» **EXERCISE DATA**:
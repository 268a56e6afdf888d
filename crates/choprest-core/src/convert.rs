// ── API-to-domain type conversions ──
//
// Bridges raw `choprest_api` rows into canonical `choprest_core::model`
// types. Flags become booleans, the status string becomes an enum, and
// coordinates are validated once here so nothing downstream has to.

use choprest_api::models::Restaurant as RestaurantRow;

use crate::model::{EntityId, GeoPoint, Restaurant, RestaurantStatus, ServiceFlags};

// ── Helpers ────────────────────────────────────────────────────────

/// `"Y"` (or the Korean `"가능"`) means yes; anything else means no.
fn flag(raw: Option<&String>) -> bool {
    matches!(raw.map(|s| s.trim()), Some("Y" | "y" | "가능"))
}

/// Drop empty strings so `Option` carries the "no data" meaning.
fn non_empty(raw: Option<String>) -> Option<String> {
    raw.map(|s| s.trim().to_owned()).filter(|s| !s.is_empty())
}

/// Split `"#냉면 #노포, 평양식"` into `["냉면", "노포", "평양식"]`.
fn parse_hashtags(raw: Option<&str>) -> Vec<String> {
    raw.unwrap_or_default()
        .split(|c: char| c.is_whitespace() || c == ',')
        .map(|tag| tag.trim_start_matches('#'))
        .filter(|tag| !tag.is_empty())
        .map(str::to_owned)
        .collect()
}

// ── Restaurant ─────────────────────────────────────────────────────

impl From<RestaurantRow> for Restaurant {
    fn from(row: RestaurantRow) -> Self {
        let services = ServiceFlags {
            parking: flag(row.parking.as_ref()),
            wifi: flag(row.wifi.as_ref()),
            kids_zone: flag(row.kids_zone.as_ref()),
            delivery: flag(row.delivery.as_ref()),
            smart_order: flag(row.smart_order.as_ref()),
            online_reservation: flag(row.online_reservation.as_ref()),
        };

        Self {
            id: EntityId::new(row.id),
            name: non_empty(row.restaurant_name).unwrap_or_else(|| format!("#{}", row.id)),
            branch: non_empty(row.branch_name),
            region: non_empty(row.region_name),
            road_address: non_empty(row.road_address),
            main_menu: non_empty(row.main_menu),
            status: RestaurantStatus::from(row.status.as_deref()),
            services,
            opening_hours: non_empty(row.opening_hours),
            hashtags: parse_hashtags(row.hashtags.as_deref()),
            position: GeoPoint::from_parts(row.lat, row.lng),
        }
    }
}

» **REQUIRED WORK**: All lines of the data above must be returned exactly.

» **THE COMPLETED TASK**:
repository 268a56e6afdf888d
filename crates/choprest-core/src/convert.rs
// ── API-to-domain type conversions ──
//
// Bridges raw `choprest_api` rows into canonical `choprest_core::model`
// types. Flags become booleans, the status string becomes an enum, and
// coordinates are validated once here so nothing downstream has to.

use choprest_api::models::Restaurant as RestaurantRow;

use crate::model::{EntityId, GeoPoint, Restaurant, RestaurantStatus, ServiceFlags};

// ── Helpers ────────────────────────────────────────────────────────

/// `"Y"` (or the Korean `"가능"`) means yes; anything else means no.
fn flag(raw: Option<&String>) -> bool {
    matches!(raw.map(|s| s.trim()), Some("Y" | "y" | "가능"))
}

/// Drop empty strings so `Option` carries the "no data" meaning.
fn non_empty(raw: Option<String>) -> Option<String> {
    raw.map(|s| s.trim().to_owned()).filter(|s| !s.is_empty())
}

/// Split `"#냉면 #노포, 평양식"` into `["냉면", "노포", "평양식"]`.
fn parse_hashtags(raw: Option<&str>) -> Vec<String> {
    raw.unwrap_or_default()
        .split(|c: char| c.is_whitespace() || c == ',')
        .map(|tag| tag.trim_start_matches('#'))
        .filter(|tag| !tag.is_empty())
        .map(str::to_owned)
        .collect()
}

// ── Restaurant ─────────────────────────────────────────────────────

impl From<RestaurantRow> for Restaurant {
    fn from(row: RestaurantRow) -> Self {
        let services = ServiceFlags {
            parking: flag(row.parking.as_ref()),
            wifi: flag(row.wifi.as_ref()),
            kids_zone: flag(row.kids_zone.as_ref()),
            delivery: flag(row.delivery.as_ref()),
            smart_order: flag(row.smart_order.as_ref()),
            online_reservation: flag(row.online_reservation.as_ref()),
        };

        Self {
            id: EntityId::new(row.id),
            name: non_empty(row.restaurant_name).unwrap_or_else(|| format!("#{}", row.id)),
            branch: non_empty(row.branch_name),
            region: non_empty(row.region_name),
            road_address: non_empty(row.road_address),
            main_menu: non_empty(row.main_menu),
            status: RestaurantStatus::from(row.status.as_deref()),
            services,
            opening_hours: non_empty(row.opening_hours),
            hashtags: parse_hashtags(row.hashtags.as_deref()),
            position: GeoPoint::from_parts(row.lat, row.lng),
        }
    }
}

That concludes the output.